Kalau Rendra bicara lewat puisi, maka Iwan Fals bertutur lewat nyanyian dan Affandi lewat goresan kuas di atas kanvas. Puisi, nyanyian, dan goresan kuas itu punya muatan makna. Tak bisa kita terima hanya sebagai sebuah karya kosong tanpa isi. Dengan kata lain, dalam karya-karya mereka ada sesuatu yang dikomunikasikan. Mengandung pesan yang tercurah dalam gumpalan motivasi. Bisa persatuan, persaudaraan, cinta kasih, pemberontakan, kritik membangun, dan sebagainya. Kesemuanya itu digelar lewat bentuk-bentuk komunikasi.
Siapa bisa meragukan kekuatan komunikasi? Ia sudah menjadi salah satu daya raksasa yang memutar roda kehidupan dunia hingga seperti adanya kini. Kasat mata maupun tak terlihat, terasa ataupun tidak terasa oleh indera, komunikasi berlangsung di mana-mana, di setiap detik.

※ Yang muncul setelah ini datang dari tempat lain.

use std::net::SocketAddr;
use std::sync::atomic::{AtomicU8, Ordering};
use std::sync::Arc;

use parking_lot::RwLock;
use serde::Serialize;
use thiserror::Error;

use super::worker::ShutdownCause;
use crate::directory::Node;
use crate::framebuffer::FramebufferError;
use crate::messages::{self, MessageError, Nack, Status, NACK};
use crate::session::{DatagramSink, SessionError};
use crate::wire::{encode_message, Endpoint, Header, WireError};

/// Per-endpoint message processor, one instance per connection.
///
/// Instances live on the connection's read thread and are dropped when the
/// connection ends; `Drop` is where outstanding observers are released.
pub trait MessageHandler: Send {
    fn endpoint(&self) -> Endpoint;

    fn handle(&mut self, header: &Header, payload: &[u8]) -> Result<(), HandlerError>;
}

#[derive(Debug, Error)]
pub enum HandlerError {
    #[error("malformed {endpoint} message: {reason}")]
    Malformed { endpoint: &'static str, reason: String },
    #[error("unknown message type {message_type:#04x} on {endpoint}")]
    UnknownMessageType { endpoint: &'static str, message_type: u8 },
    #[error("not authenticated")]
    NotAuthenticated,
    #[error("protocol violation: {0}")]
    ProtocolViolation(String),
    #[error("authentication failed")]
    AuthenticationFailed,
    #[error(transparent)]
    Wire(#[from] WireError),
    #[error(transparent)]
    Message(#[from] MessageError),
    #[error(transparent)]
    Session(#[from] SessionError),
    #[error(transparent)]
    Framebuffer(#[from] FramebufferError),
}

impl HandlerError {
    /// Fatal errors end the connection; the rest drop one message.
    pub fn is_fatal(&self) -> bool {
        match self {
            HandlerError::ProtocolViolation(_) | HandlerError::AuthenticationFailed => true,
            HandlerError::Wire(err) => err.is_fatal(),
            _ => false,
        }
    }

    pub(crate) fn shutdown_cause(&self) -> ShutdownCause {
        match self {
            HandlerError::AuthenticationFailed => ShutdownCause::AuthenticationFailed,
            _ => ShutdownCause::ProtocolViolation,
        }
    }

    pub fn malformed(endpoint: Endpoint, err: impl std::fmt::Display) -> Self {
        HandlerError::Malformed {
            endpoint: endpoint.as_str(),
            reason: err.to_string(),
        }
    }

    pub fn unknown_type(endpoint: Endpoint, message_type: u8) -> Self {
        HandlerError::UnknownMessageType {
            endpoint: endpoint.as_str(),
            message_type,
        }
    }
}

/// Connection state shared by the worker, its handlers and the observer
/// callbacks that push to the node from other threads.
///
/// # Guarantees
/// - A node is present exactly when the connection is authenticated.
/// - Pushes carry tags from a per-connection counter; replies echo the request tag.
pub struct ConnectionContext {
    peer: SocketAddr,
    sink: Arc<dyn DatagramSink>,
    node: RwLock<Option<Node>>,
    next_tag: AtomicU8,
}

impl std::fmt::Debug for ConnectionContext {
    fn fmt(&self, f: &mut std::fmt::Formatter<'_>) -> std::fmt::Result {
        f.debug_struct("ConnectionContext")
            .field("peer", &self.peer)
            .field("node", &*self.node.read())
            .finish_non_exhaustive()
    }
}

impl ConnectionContext {
    pub fn new(peer: SocketAddr, sink: Arc<dyn DatagramSink>) -> Self {
        Self {
            peer,
            sink,
            node: RwLock::new(None),
            next_tag: AtomicU8::new(0),
        }
    }

    pub fn peer(&self) -> SocketAddr {
        self.peer
    }

    pub fn is_authenticated(&self) -> bool {
        self.node.read().is_some()
    }

    pub fn node(&self) -> Option<Node> {
        self.node.read().clone()
    }

    pub fn mark_authenticated(&self, node: Node) {
        *self.node.write() = Some(node);
    }

    /// Gate for every endpoint except authentication.
    pub fn require_auth(&self) -> Result<Node, HandlerError> {
        self.node().ok_or(HandlerError::NotAuthenticated)
    }

    pub fn send<T: Serialize>(&self, header: Header, body: &T) -> Result<(), HandlerError> {
        let payload = messages::encode(body)?;
        let datagram = encode_message(header, &payload)?;
        self.sink.send_datagram(&datagram)?;
        Ok(())
    }

    pub fn reply<T: Serialize>(&self, request: &Header, message_type: u8, body: &T) -> Result<(), HandlerError> {
        self.send(request.reply(message_type), body)
    }

    /// Answers `request` with a [`Nack`] on its own endpoint.
    pub fn nack(&self, request: &Header, status: Status) -> Result<(), HandlerError> {
        let body = Nack {
            message_type: request.message_type,
            status,
        };
        self.reply(request, NACK, &body)
    }

    /// Sends an unsolicited message with a fresh tag.
    pub fn push<T: Serialize>(&self, endpoint: Endpoint, message_type: u8, body: &T) -> Result<(), HandlerError> {
        let tag = self.next_tag.fetch_add(1, Ordering::Relaxed);
        self.send(Header::new(endpoint, message_type, tag), body)
    }
}
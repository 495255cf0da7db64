//! Fixed binary headers for unicast and multicast messages.
//!
//! Every unicast message is a 6-byte header followed by `length` payload bytes.
//! Multicast broadcasts carry a 10-byte header that adds the id of the key the
//! payload was sealed with. All multi-byte fields are big endian.

use thiserror::Error;

/// Protocol version every header must carry.
pub const PROTOCOL_VERSION: u8 = 0x01;

/// Largest payload the 16-bit length field can describe.
pub const MAX_PAYLOAD_LEN: usize = u16::MAX as usize;

/// Logical sub-protocol a message belongs to.
#[repr(u8)]
#[derive(Debug, Clone, Copy, PartialEq, Eq, Hash)]
pub enum Endpoint {
    Default = 0,
    Authentication = 1,
    PixelData = 2,
    MulticastControl = 3,
    MulticastData = 4,
}

impl Endpoint {
    pub fn from_u8(value: u8) -> Option<Self> {
        match value {
            0 => Some(Endpoint::Default),
            1 => Some(Endpoint::Authentication),
            2 => Some(Endpoint::PixelData),
            3 => Some(Endpoint::MulticastControl),
            4 => Some(Endpoint::MulticastData),
            _ => None,
        }
    }

    pub fn as_str(&self) -> &'static str {
        match self {
            Endpoint::Default => "default",
            Endpoint::Authentication => "authentication",
            Endpoint::PixelData => "pixel_data",
            Endpoint::MulticastControl => "multicast_control",
            Endpoint::MulticastData => "multicast_data",
        }
    }
}

/// Errors raised while encoding or decoding headers.
#[derive(Debug, Error, PartialEq, Eq)]
pub enum WireError {
    #[error("message truncated: need {needed} bytes, have {actual}")]
    Truncated { needed: usize, actual: usize },
    #[error("unsupported protocol version {0:#04x}")]
    VersionMismatch(u8),
    #[error("payload of {0} bytes exceeds the 16-bit length field")]
    PayloadTooLarge(usize),
}

impl WireError {
    /// Version mismatches end the connection; everything else is per-message.
    pub fn is_fatal(&self) -> bool {
        matches!(self, WireError::VersionMismatch(_))
    }
}

/// Unicast message header.
#[derive(Debug, Clone, Copy, PartialEq, Eq)]
pub struct Header {
    pub version: u8,
    pub endpoint: u8,
    pub message_type: u8,
    pub tag: u8,
    pub length: u16,
}

impl Header {
    pub const SIZE: usize = 6;

    pub fn new(endpoint: Endpoint, message_type: u8, tag: u8) -> Self {
        Self {
            version: PROTOCOL_VERSION,
            endpoint: endpoint as u8,
            message_type,
            tag,
            length: 0,
        }
    }

    /// Header for a response: same endpoint and tag, new message type.
    pub fn reply(&self, message_type: u8) -> Self {
        Self {
            version: PROTOCOL_VERSION,
            endpoint: self.endpoint,
            message_type,
            tag: self.tag,
            length: 0,
        }
    }

    pub fn endpoint(&self) -> Option<Endpoint> {
        Endpoint::from_u8(self.endpoint)
    }

    pub fn to_bytes(&self) -> [u8; Self::SIZE] {
        let len = self.length.to_be_bytes();
        [
            self.version,
            self.endpoint,
            self.message_type,
            self.tag,
            len[0],
            len[1],
        ]
    }

    /// Parses a header, rejecting short buffers and foreign protocol versions.
    pub fn decode(bytes: &[u8]) -> Result<Self, WireError> {
        if bytes.len() < Self::SIZE {
            return Err(WireError::Truncated {
                needed: Self::SIZE,
                actual: bytes.len(),
            });
        }
        if bytes[0] != PROTOCOL_VERSION {
            return Err(WireError::VersionMismatch(bytes[0]));
        }
        Ok(Self {
            version: bytes[0],
            endpoint: bytes[1],
            message_type: bytes[2],
            tag: bytes[3],
            length: u16::from_be_bytes([bytes[4], bytes[5]]),
        })
    }
}

/// Multicast message header; the key id names the key the payload is sealed with.
#[derive(Debug, Clone, Copy, PartialEq, Eq)]
pub struct MulticastHeader {
    pub version: u8,
    pub endpoint: u8,
    pub message_type: u8,
    pub tag: u8,
    pub length: u16,
    pub key_id: u32,
}

impl MulticastHeader {
    pub const SIZE: usize = 10;

    pub fn new(message_type: u8, tag: u8, key_id: u32) -> Self {
        Self {
            version: PROTOCOL_VERSION,
            endpoint: Endpoint::MulticastData as u8,
            message_type,
            tag,
            length: 0,
            key_id,
        }
    }

    pub fn to_bytes(&self) -> [u8; Self::SIZE] {
        let mut out = [0u8; Self::SIZE];
        out[0] = self.version;
        out[1] = self.endpoint;
        out[2] = self.message_type;
        out[3] = self.tag;
        out[4..6].copy_from_slice(&self.length.to_be_bytes());
        out[6..10].copy_from_slice(&self.key_id.to_be_bytes());
        out
    }

    pub fn decode(bytes: &[u8]) -> Result<Self, WireError> {
        if bytes.len() < Self::SIZE {
            return Err(WireError::Truncated {
                needed: Self::SIZE,
                actual: bytes.len(),
            });
        }
        if bytes[0] != PROTOCOL_VERSION {
            return Err(WireError::VersionMismatch(bytes[0]));
        }
        Ok(Self {
            version: bytes[0],
            endpoint: bytes[1],
            message_type: bytes[2],
            tag: bytes[3],
            length: u16::from_be_bytes([bytes[4], bytes[5]]),
            key_id: u32::from_be_bytes([bytes[6], bytes[7], bytes[8], bytes[9]]),
        })
    }
}

fn checked_length(payload: &[u8]) -> Result<u16, WireError> {
    u16::try_from(payload.len()).map_err(|_| WireError::PayloadTooLarge(payload.len()))
}

/// Serializes a unicast message, filling in the header's length field.
pub fn encode_message(mut header: Header, payload: &[u8]) -> Result<Vec<u8>, WireError> {
    header.length = checked_length(payload)?;
    let mut out = Vec::with_capacity(Header::SIZE + payload.len());
    out.extend_from_slice(&header.to_bytes());
    out.extend_from_slice(payload);
    Ok(out)
}

/// Splits one datagram into its header and exactly `length` payload bytes.
pub fn decode_message(datagram: &[u8]) -> Result<(Header, &[u8]), WireError> {
    let header = Header::decode(datagram)?;
    let end = Header::SIZE + header.length as usize;
    if datagram.len() < end {
        return Err(WireError::Truncated {
            needed: end,
            actual: datagram.len(),
        });
    }
    Ok((header, &datagram[Header::SIZE..end]))
}

/// Serializes a multicast message, filling in the header's length field.
pub fn encode_multicast(mut header: MulticastHeader, payload: &[u8]) -> Result<Vec<u8>, WireError> {
    header.length = checked_length(payload)?;
    let mut out = Vec::with_capacity(MulticastHeader::SIZE + payload.len());
    out.extend_from_slice(&header.to_bytes());
    out.extend_from_slice(payload);
    Ok(out)
}

pub fn decode_multicast(datagram: &[u8]) -> Result<(MulticastHeader, &[u8]), WireError> {
    let header = MulticastHeader::decode(datagram)?;
    let end = MulticastHeader::SIZE + header.length as usize;
    if datagram.len() < end {
        return Err(WireError::Truncated {
            needed: end,
            actual: datagram.len(),
        });
    }
    Ok((header, &datagram[MulticastHeader::SIZE..end]))
}

#[cfg(test)]
mod tests {
    use super::*;

    #[test]
    fn unicast_header_layout_is_network_order() {
        let header = Header::new(Endpoint::PixelData, 0x05, 0x42);
        let bytes = encode_message(header, &[0xAA; 0x0102]).unwrap();
        assert_eq!(&bytes[..6], &[0x01, 0x02, 0x05, 0x42, 0x01, 0x02]);
        assert_eq!(bytes.len(), 6 + 0x0102);
    }

    #[test]
    fn multicast_header_carries_key_id_after_length() {
        let header = MulticastHeader::new(0x01, 7, 0xDEAD_BEEF);
        let bytes = encode_multicast(header, b"abc").unwrap();
        assert_eq!(
            &bytes[..10],
            &[0x01, 0x04, 0x01, 7, 0x00, 0x03, 0xDE, 0xAD, 0xBE, 0xEF]
        );
        let (decoded, payload) = decode_multicast(&bytes).unwrap();
        assert_eq!(decoded.key_id, 0xDEAD_BEEF);
        assert_eq!(payload, b"abc");
    }

    #[test]
    fn version_mismatch_is_fatal() {
        let err = Header::decode(&[0x02, 0, 0, 0, 0, 0]).unwrap_err();
        assert_eq!(err, WireError::VersionMismatch(0x02));
        assert!(err.is_fatal());
    }

    #[test]
    fn oversized_payload_fails_fast() {
        let payload = vec![0u8; MAX_PAYLOAD_LEN + 1];
        let err = encode_message(Header::new(Endpoint::Default, 1, 0), &payload).unwrap_err();
        assert_eq!(err, WireError::PayloadTooLarge(MAX_PAYLOAD_LEN + 1));
    }

    #[test]
    fn max_payload_is_accepted() {
        let payload = vec![0u8; MAX_PAYLOAD_LEN];
        let bytes = encode_message(Header::new(Endpoint::Default, 1, 0), &payload).unwrap();
        assert_eq!(&bytes[4..6], &[0xFF, 0xFF]);
    }

    #[test]
    fn declared_length_beyond_datagram_is_truncated() {
        let mut bytes = encode_message(Header::new(Endpoint::Default, 1, 0), b"hello").unwrap();
        bytes.truncate(8);
        let err = decode_message(&bytes).unwrap_err();
        assert!(matches!(err, WireError::Truncated { needed: 11, actual: 8 }));
        assert!(!err.is_fatal());
    }

    #[test]
    fn trailing_bytes_are_ignored() {
        let mut bytes = encode_message(Header::new(Endpoint::Default, 1, 0), b"hi").unwrap();
        bytes.extend_from_slice(b"junk");
        let (_, payload) = decode_message(&bytes).unwrap();
        assert_eq!(payload, b"hi");
    }

    #[test]
    fn reply_echoes_endpoint_and_tag() {
        let request = Header::new(Endpoint::MulticastControl, 3, 99);
        let reply = request.reply(4);
        assert_eq!(reply.endpoint(), Some(Endpoint::MulticastControl));
        assert_eq!(reply.tag, 99);
        assert_eq!(reply.message_type, 4);
    }

    #[test]
    fn unknown_endpoint_decodes_but_has_no_variant() {
        let header = Header::decode(&[0x01, 0x09, 0, 0, 0, 0]).unwrap();
        assert_eq!(header.endpoint(), None);
    }
}
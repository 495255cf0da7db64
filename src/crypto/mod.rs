//! Cryptographic building blocks: the multicast AEAD wrapper, HMAC helpers,
//! session key derivation and the server's signing identity.

use thiserror::Error;

pub mod aead;
pub mod identity;
pub mod kdf;
pub mod mac;

pub use aead::{derive_message_iv, AeadContext, IV_LEN, KEY_LEN, TAG_LEN};
pub use identity::ServerIdentity;
pub use kdf::SessionKeys;

#[derive(Debug, Error)]
pub enum CryptoError {
    #[error("no key loaded")]
    NoKey,
    #[error("invalid key length {0}")]
    InvalidKeyLength(usize),
    #[error("invalid iv length {0}")]
    InvalidIvLength(usize),
    #[error("refusing to seal an empty plaintext")]
    EmptyPlaintext,
    #[error("seal failed")]
    Seal,
    #[error("authentication failed")]
    Open,
    #[error("key derivation failed: {0}")]
    Derivation(String),
    #[error("identity: {0}")]
    Identity(String),
    #[error("entropy source: {0}")]
    Entropy(String),
}
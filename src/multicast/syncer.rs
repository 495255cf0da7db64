//! Background key rotation and encrypted group broadcasts.

use std::io;
use std::net::{IpAddr, SocketAddr, UdpSocket};
use std::sync::atomic::{AtomicBool, Ordering};
use std::sync::Arc;
use std::thread::{self, JoinHandle};
use std::time::{Duration, Instant};

use crossbeam_channel::{Receiver, RecvTimeoutError, Sender};
use parking_lot::Mutex;
use socket2::{Domain, Protocol, Socket, Type};
use thiserror::Error;

use super::keystore::KeyStore;
use crate::config::{ConfigError, MulticastConfig};
use crate::crypto::{derive_message_iv, AeadContext, CryptoError, IV_LEN, KEY_LEN};
use crate::handshake::transport::unspecified_for;
use crate::messages::multicast::{SyncOutput, SYNC_FRAME_COMPLETED};
use crate::messages::{self, MessageError};
use crate::observer::{ObserverSet, ObserverToken};
use crate::wire::{encode_multicast, MulticastHeader, WireError, MAX_PAYLOAD_LEN};

/// Wait before retrying a rekey that failed to gather entropy.
const REKEY_RETRY: Duration = Duration::from_secs(1);

#[derive(Debug, Error)]
pub enum SyncerError {
    #[error(transparent)]
    Config(#[from] ConfigError),
    #[error("multicast socket: {0}")]
    Socket(#[from] io::Error),
    #[error(transparent)]
    Crypto(#[from] CryptoError),
    #[error(transparent)]
    Wire(#[from] WireError),
    #[error(transparent)]
    Message(#[from] MessageError),
}

/// Work for the syncer thread.
#[derive(Debug, Clone, Copy, PartialEq, Eq)]
pub enum WorkItem {
    FrameCompleted { frame: u64 },
    Rekey,
    Shutdown,
}

/// Called with the new key id after every rekey.
pub type RekeyCallback = Arc<dyn Fn(u32) + Send + Sync>;

struct KeyState {
    store: KeyStore,
    aead: AeadContext,
}

struct SyncerShared {
    keys: Mutex<KeyState>,
    observers: ObserverSet<RekeyCallback>,
}

impl SyncerShared {
    fn rekey(&self) -> Result<u32, CryptoError> {
        let id = {
            let mut keys = self.keys.lock();
            let KeyState { store, aead } = &mut *keys;
            let record = store.generate()?;
            aead.load_key(&record.key)?;
            record.id
        };
        tracing::info!(key_id = id, "multicast key rotated");
        for observer in self.observers.snapshot() {
            observer(id);
        }
        Ok(id)
    }
}

/// Owns the rotating group key and the thread that broadcasts under it.
///
/// # Guarantees
/// - `current_key_id` always names a key the store can return.
/// - Superseded keys stay retrievable for `key_history - 1` rotations.
/// - Every broadcast uses a distinct IV under its key.
pub struct Syncer {
    shared: Arc<SyncerShared>,
    queue: Sender<WorkItem>,
    group: SocketAddr,
    terminated: AtomicBool,
    thread: Mutex<Option<JoinHandle<()>>>,
}

impl std::fmt::Debug for Syncer {
    fn fmt(&self, f: &mut std::fmt::Formatter<'_>) -> std::fmt::Result {
        f.debug_struct("Syncer")
            .field("group", &self.group)
            .field("key_id", &self.current_key_id())
            .field("terminated", &self.terminated.load(Ordering::Relaxed))
            .finish()
    }
}

impl Syncer {
    /// Issues the first key and starts broadcasting to the configured group.
    pub fn start(config: &MulticastConfig) -> Result<Self, SyncerError> {
        Self::start_with_target(config, config.group_addr())
    }

    /// Like [`Syncer::start`], but sends broadcasts to `target` instead of the
    /// group. Simulators use this to receive broadcasts over unicast.
    pub fn start_with_target(config: &MulticastConfig, target: SocketAddr) -> Result<Self, SyncerError> {
        config.validate()?;
        let socket = multicast_socket(config, target)?;

        let mut store = KeyStore::new(config.key_history);
        let mut aead = AeadContext::new();
        let first = store.generate()?;
        aead.load_key(&first.key)?;
        tracing::info!(key_id = first.id, group = %config.group_addr(), "multicast syncer starting");

        let shared = Arc::new(SyncerShared {
            keys: Mutex::new(KeyState { store, aead }),
            observers: ObserverSet::new(),
        });
        let (queue, inbox) = crossbeam_channel::unbounded();
        let runner = Runner {
            shared: shared.clone(),
            inbox,
            socket,
            target,
            interval: config.rekey_interval,
            sequence: 0,
            tag: 0,
        };
        let thread = thread::Builder::new()
            .name("pixelnet-syncer".into())
            .spawn(move || runner.run())?;

        Ok(Self {
            shared,
            queue,
            group: config.group_addr(),
            terminated: AtomicBool::new(false),
            thread: Mutex::new(Some(thread)),
        })
    }

    pub fn group_address(&self) -> IpAddr {
        self.group.ip()
    }

    pub fn group_port(&self) -> u16 {
        self.group.port()
    }

    pub fn current_key_id(&self) -> u32 {
        self.shared.keys.lock().store.current_id().unwrap_or(0)
    }

    pub fn is_key_id_valid(&self, key_id: u32) -> bool {
        self.shared.keys.lock().store.contains(key_id)
    }

    pub fn key_data(&self, key_id: u32) -> Option<[u8; KEY_LEN]> {
        self.shared.keys.lock().store.get(key_id).map(|r| r.key)
    }

    pub fn iv_data(&self, key_id: u32) -> Option<[u8; IV_LEN]> {
        self.shared.keys.lock().store.get(key_id).map(|r| r.iv)
    }

    /// Key and IV read under one lock acquisition.
    pub fn key_material(&self, key_id: u32) -> Option<([u8; KEY_LEN], [u8; IV_LEN])> {
        self.shared
            .keys
            .lock()
            .store
            .get(key_id)
            .map(|r| (r.key, r.iv))
    }

    /// Queues an immediate rotation. Returns false once terminated.
    pub fn force_rekey(&self) -> bool {
        self.enqueue(WorkItem::Rekey)
    }

    /// Queues a "render complete" broadcast for `frame`.
    pub fn notify_frame_completed(&self, frame: u64) -> bool {
        self.enqueue(WorkItem::FrameCompleted { frame })
    }

    fn enqueue(&self, item: WorkItem) -> bool {
        if self.terminated.load(Ordering::Acquire) {
            return false;
        }
        self.queue.send(item).is_ok()
    }

    pub fn register_observer(&self, callback: RekeyCallback) -> ObserverToken {
        self.shared.observers.insert(callback)
    }

    pub fn remove_observer(&self, token: ObserverToken) -> bool {
        self.shared.observers.remove(token)
    }

    pub fn observer_count(&self) -> usize {
        self.shared.observers.len()
    }

    /// Stops the thread and waits for it. Runs once.
    pub fn terminate(&self) {
        if self.terminated.swap(true, Ordering::AcqRel) {
            tracing::warn!("syncer already terminated");
            return;
        }
        let _ = self.queue.send(WorkItem::Shutdown);
        if let Some(thread) = self.thread.lock().take() {
            // The last handle can be released by an observer on the syncer thread.
            if thread.thread().id() == thread::current().id() {
                return;
            }
            if thread.join().is_err() {
                tracing::error!("syncer thread panicked");
            }
        }
        tracing::info!("multicast syncer stopped");
    }
}

impl Drop for Syncer {
    fn drop(&mut self) {
        if !self.terminated.load(Ordering::Acquire) {
            self.terminate();
        }
    }
}

fn multicast_socket(config: &MulticastConfig, target: SocketAddr) -> io::Result<UdpSocket> {
    let socket = Socket::new(Domain::for_address(target), Type::DGRAM, Some(Protocol::UDP))?;
    match target {
        SocketAddr::V4(_) => {
            socket.set_multicast_ttl_v4(config.ttl)?;
            socket.set_multicast_loop_v4(true)?;
            if let Some(IpAddr::V4(interface)) = config.interface {
                socket.set_multicast_if_v4(&interface)?;
            }
        }
        SocketAddr::V6(_) => {
            socket.set_multicast_hops_v6(config.ttl)?;
            socket.set_multicast_loop_v6(true)?;
            if config.interface.is_some() {
                tracing::warn!("multicast interface selection applies to IPv4 groups only");
            }
        }
    }
    socket.bind(&unspecified_for(&target).into())?;
    Ok(socket.into())
}

struct Runner {
    shared: Arc<SyncerShared>,
    inbox: Receiver<WorkItem>,
    socket: UdpSocket,
    target: SocketAddr,
    interval: Duration,
    sequence: u64,
    tag: u8,
}

impl Runner {
    fn run(mut self) {
        let mut next_rekey = Instant::now() + self.interval;
        loop {
            let now = Instant::now();
            if next_rekey <= now {
                next_rekey = self.rotate();
                continue;
            }
            match self.inbox.recv_timeout(next_rekey - now) {
                Ok(WorkItem::FrameCompleted { frame }) => {
                    if let Err(err) = self.broadcast(frame) {
                        tracing::warn!(frame, error = %err, "sync broadcast failed");
                    }
                }
                Ok(WorkItem::Rekey) => next_rekey = self.rotate(),
                Ok(WorkItem::Shutdown) | Err(RecvTimeoutError::Disconnected) => break,
                Err(RecvTimeoutError::Timeout) => {}
            }
        }
    }

    fn rotate(&self) -> Instant {
        match self.shared.rekey() {
            Ok(_) => Instant::now() + self.interval,
            Err(err) => {
                tracing::error!(error = %err, "multicast rekey failed; keeping current key");
                Instant::now() + REKEY_RETRY
            }
        }
    }

    fn broadcast(&mut self, frame: u64) -> Result<(), SyncerError> {
        let plaintext = messages::encode(&SyncOutput {
            frame,
            timestamp_ms: messages::now_ms(),
        })?;
        let sequence = self.sequence;
        self.sequence += 1;

        let (key_id, ciphertext) = {
            let keys = self.shared.keys.lock();
            let record = keys.store.current().ok_or(CryptoError::NoKey)?;
            let iv = derive_message_iv(&record.iv, sequence);
            (record.id, keys.aead.encrypt(&plaintext, &iv)?)
        };

        let mut body = Vec::with_capacity(8 + ciphertext.len());
        body.extend_from_slice(&sequence.to_be_bytes());
        body.extend_from_slice(&ciphertext);
        assert!(
            body.len() <= MAX_PAYLOAD_LEN,
            "sealed sync payload of {} bytes overflows the length field",
            body.len()
        );

        let header = MulticastHeader::new(SYNC_FRAME_COMPLETED, self.tag, key_id);
        self.tag = self.tag.wrapping_add(1);
        let datagram = encode_multicast(header, &body)?;
        self.socket.send_to(&datagram, self.target)?;
        tracing::trace!(frame, key_id, sequence, "sync broadcast sent");
        Ok(())
    }
}
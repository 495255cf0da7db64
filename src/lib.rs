//! pixelnet: node-facing control and data plane of an LED-lighting controller.
//!
//! Nodes open a secured datagram session with the [`server::Listener`],
//! authenticate with a shared-secret challenge, subscribe to framebuffer
//! regions and receive pixel data as frames complete. A [`multicast::Syncer`]
//! broadcasts encrypted frame-completion notices to the group under a key that
//! rotates on a timer; authenticated nodes fetch keys over their session.
//! All payloads are CBOR behind a fixed binary header.

pub mod app;
pub mod config;
pub mod crypto;
pub mod directory;
pub mod framebuffer;
pub mod handlers;
pub mod handshake;
pub mod messages;
pub mod multicast;
pub mod observer;
pub mod pixel;
pub mod server;
pub mod session;
pub mod wire;

pub use app::{App, AppError};
pub use config::{ConfigError, MulticastConfig, ServerConfig};
pub use crypto::{AeadContext, CryptoError, ServerIdentity};
pub use directory::{MemoryDirectory, Node, NodeChannel, NodeDirectory};
pub use framebuffer::{Framebuffer, FramebufferError, MemoryFramebuffer};
pub use handshake::client::{connect, ClientOptions};
pub use handshake::{CipherSuite, HandshakeError};
pub use messages::Status;
pub use multicast::{Syncer, SyncerError};
pub use observer::ObserverToken;
pub use pixel::{Pixel, PixelFormat};
pub use server::{HandlerError, HandlerRegistry, Listener, ListenerError, MessageHandler};
pub use session::{SecureSession, SessionError};
pub use wire::{Endpoint, Header, MulticastHeader, WireError};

Di lingkup kecil semisal keluarga, komunikasi yang berkualitas mampu menjadi pemicu perwujudan keharmonisan. Apa jadinya bila tak ada tegur sapa dalam suatu keluarga? Konflik bisa mudah diatasi dengan komunikasi yang dijalin dengan baik. Kemesraan terjalin indah melalui komunikasi.
Kita mungkin tidak perlu bicara soal kuantitas dulu. Karena komunikasi yang bernas tercipta atas kualitas. Sebuah obrolan, pidato, atau ceramah yang efektif belum tentu mengandung sesuatu yang bisa dipetik karena ia panjang terurai. Begitu pula dengan koran, bulletin, dan lain-lain akan sanggup menebar selaksa manfaat meski muncul sesekali, ringkas namun “berisi”.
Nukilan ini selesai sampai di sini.